Try it:
Find the string "LogConfig" in the data, and copy out each line that has it.

Input data:
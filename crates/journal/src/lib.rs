//! Sluice - Journal
//!
//! Durable, append-only commit log that sits between ingest and delivery.
//!
//! # Overview
//!
//! - Messages are appended to segment files and get dense, strictly
//!   increasing offsets
//! - Delivery progress is tracked with a monotonic committed read offset,
//!   persisted on flush
//! - On open, partially written records are truncated and damaged sealed
//!   segments are quarantined
//! - Retention deletes fully committed segments by age or total size
//!
//! # Layout
//!
//! ```text
//! data/journal/
//! ├── 00000000000000000000.log     sealed
//! ├── 00000000000000004213.log     active
//! └── committed-read-offset        "4200"
//! ```
//!
//! # Example
//!
//! ```no_run
//! use sluice_config::JournalConfig;
//! use sluice_journal::CommitLogJournal;
//!
//! let journal = CommitLogJournal::open(&JournalConfig::default())?;
//! let offset = journal.append(b"hello")?;
//! let entries = journal.read(offset, 10)?;
//! assert_eq!(&entries[0].payload[..], b"hello");
//! journal.commit(offset)?;
//! journal.close()?;
//! # Ok::<(), sluice_journal::JournalError>(())
//! ```

mod error;
mod journal;
mod record;
mod segment;

pub use error::{JournalError, Result};
pub use journal::{COMMITTED_OFFSET_FILE, CommitLogJournal, JournalMetricsHandle, SegmentInfo};
pub use record::{JournalEntry, RECORD_HEADER_SIZE};
pub use segment::{INDEX_INTERVAL_BYTES, segment_file_name};
//! Sluice - Durable, backpressure-aware log ingestion
//!
//! # Usage
//!
//! ```bash
//! # Run the pipeline (default)
//! sluice
//! sluice --config configs/sluice.toml
//!
//! # Inspect the journal of a stopped instance
//! sluice journal inspect --config configs/sluice.toml
//! sluice journal read --from 100 --limit 20
//! ```

mod cmd;

use std::path::Path;

use anyhow::Result;
use clap::{Parser, Subcommand};
use sluice_config::{Config, LogConfig, LogFormat, LogOutput};
use tracing_subscriber::{EnvFilter, fmt, prelude::*};

/// Sluice - Durable, backpressure-aware log ingestion
#[derive(Parser, Debug)]
#[command(name = "sluice")]
#[command(version, about, long_about = None)]
struct Cli {
    #[command(subcommand)]
    command: Option<Command>,

    /// Path to configuration file (error if specified but not found)
    #[arg(short, long, global = true)]
    config: Option<std::path::PathBuf>,

    /// Log level (trace, debug, info, warn, error). Overrides config file.
    #[arg(short, long, global = true)]
    log_level: Option<String>,
}

#[derive(Subcommand, Debug)]
enum Command {
    /// Run the pipeline
    Serve(cmd::serve::ServeArgs),

    /// Inspect or dump the journal
    Journal(cmd::journal::JournalArgs),
}

#[tokio::main]
async fn main() -> Result<()> {
    let cli = Cli::parse();

    match cli.command {
        Some(Command::Serve(mut args)) => {
            if args.config.is_none() && cli.config.is_some() {
                args.config = cli.config;
            }
            init_logging(cli.log_level.as_deref(), args.config.as_deref())?;
            cmd::serve::run(args).await
        }
        Some(Command::Journal(args)) => {
            // Journal commands print to stdout; only warnings go to the log
            init_logging(Some(cli.log_level.as_deref().unwrap_or("warn")), None)?;
            cmd::journal::run(args, cli.config.as_deref())
        }
        // No subcommand = run the pipeline
        None => {
            init_logging(cli.log_level.as_deref(), cli.config.as_deref())?;
            let args = cmd::serve::ServeArgs { config: cli.config };
            cmd::serve::run(args).await
        }
    }
}

/// Logging settings from the config file, if one is given and readable
fn load_log_config(config_path: Option<&Path>) -> LogConfig {
    if let Some(path) = config_path
        && path.exists()
        && let Ok(config) = Config::from_file(path)
    {
        return config.log;
    }
    LogConfig::default()
}

/// Initialize the tracing subscriber
///
/// Level: CLI flag > config file > "info". `RUST_LOG` directives are not
/// consulted; the level string itself may hold directives
/// (`info,sluice_journal=debug`).
fn init_logging(cli_level: Option<&str>, config_path: Option<&Path>) -> Result<()> {
    let log = load_log_config(config_path);
    let level = cli_level.unwrap_or(log.level.as_str());

    let filter = EnvFilter::try_new(level)
        .or_else(|_| EnvFilter::try_new("info"))
        .map_err(|e| anyhow::anyhow!("invalid log level: {}", e))?;

    let registry = tracing_subscriber::registry().with(filter);

    match (log.format, log.output) {
        (LogFormat::Console, LogOutput::Stdout) => registry
            .with(fmt::layer().with_target(true).with_thread_ids(false))
            .init(),
        (LogFormat::Console, LogOutput::Stderr) => registry
            .with(
                fmt::layer()
                    .with_target(true)
                    .with_thread_ids(false)
                    .with_writer(std::io::stderr),
            )
            .init(),
        (LogFormat::Json, LogOutput::Stdout) => registry
            .with(fmt::layer().json().with_current_span(false))
            .init(),
        (LogFormat::Json, LogOutput::Stderr) => registry
            .with(
                fmt::layer()
                    .json()
                    .with_current_span(false)
                    .with_writer(std::io::stderr),
            )
            .init(),
    }

    Ok(())
}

Response area:
use sluice_config::{Config, LogConfig, LogFormat, LogOutput};
fn load_log_config(config_path: Option<&Path>) -> LogConfig {
    LogConfig::default()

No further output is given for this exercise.